Start of Material for this task

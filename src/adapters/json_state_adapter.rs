//! JSON file state store.
//!
//! Missing, empty, unreadable or malformed files load as an empty state. Saves serialize
//! the whole mapping in memory, write it to a sibling temp file and rename it
//! over the target so a reader never sees a partial file.

use crate::domain::error::PricewatchError;
use crate::domain::state::StateFile;
use crate::ports::state_port::StatePort;
use async_trait::async_trait;
use std::io::ErrorKind;
use std::path::{Path, PathBuf};

pub struct JsonStateStore {
    path: PathBuf,
}

impl JsonStateStore {
    pub fn new(path: impl Into<PathBuf>) -> Self {
        Self { path: path.into() }
    }

    pub fn path(&self) -> &Path {
        &self.path
    }

    fn tmp_path(&self) -> PathBuf {
        let mut name = self
            .path
            .file_name()
            .map(|n| n.to_os_string())
            .unwrap_or_else(|| "state.json".into());
        name.push(".tmp");
        self.path.with_file_name(name)
    }

    fn store_error(&self, reason: impl ToString) -> PricewatchError {
        PricewatchError::StateStore {
            path: self.path.display().to_string(),
            reason: reason.to_string(),
        }
    }
}

#[async_trait]
impl StatePort for JsonStateStore {
    async fn load(&self) -> Result<StateFile, PricewatchError> {
        let raw = match tokio::fs::read_to_string(&self.path).await {
            Ok(raw) => raw,
            Err(e) if e.kind() == ErrorKind::NotFound => return Ok(StateFile::new()),
            Err(e) => {
                tracing::warn!(
                    path = %self.path.display(),
                    error = %e,
                    "state file is unreadable, starting fresh"
                );
                return Ok(StateFile::new());
            }
        };

        if raw.trim().is_empty() {
            return Ok(StateFile::new());
        }

        match serde_json::from_str(&raw) {
            Ok(state) => Ok(state),
            Err(e) => {
                tracing::warn!(
                    path = %self.path.display(),
                    error = %e,
                    "state file is corrupt, starting fresh"
                );
                Ok(StateFile::new())
            }
        }
    }

    async fn save(&self, state: &StateFile) -> Result<(), PricewatchError> {
        if let Some(parent) = self.path.parent() {
            if !parent.as_os_str().is_empty() {
                tokio::fs::create_dir_all(parent)
                    .await
                    .map_err(|e| self.store_error(e))?;
            }
        }

        let mut body = serde_json::to_string_pretty(state).map_err(|e| self.store_error(e))?;
        body.push('\n');

        let tmp = self.tmp_path();
        tokio::fs::write(&tmp, body)
            .await
            .map_err(|e| self.store_error(e))?;
        tokio::fs::rename(&tmp, &self.path)
            .await
            .map_err(|e| self.store_error(e))?;
        Ok(())
    }
}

End of Material for this task

## Description of the task:
Search the data for "reason". Copy every line that has it.

## Response box:
    fn store_error(&self, reason: impl ToString) -> PricewatchError {
            reason: reason.to_string(),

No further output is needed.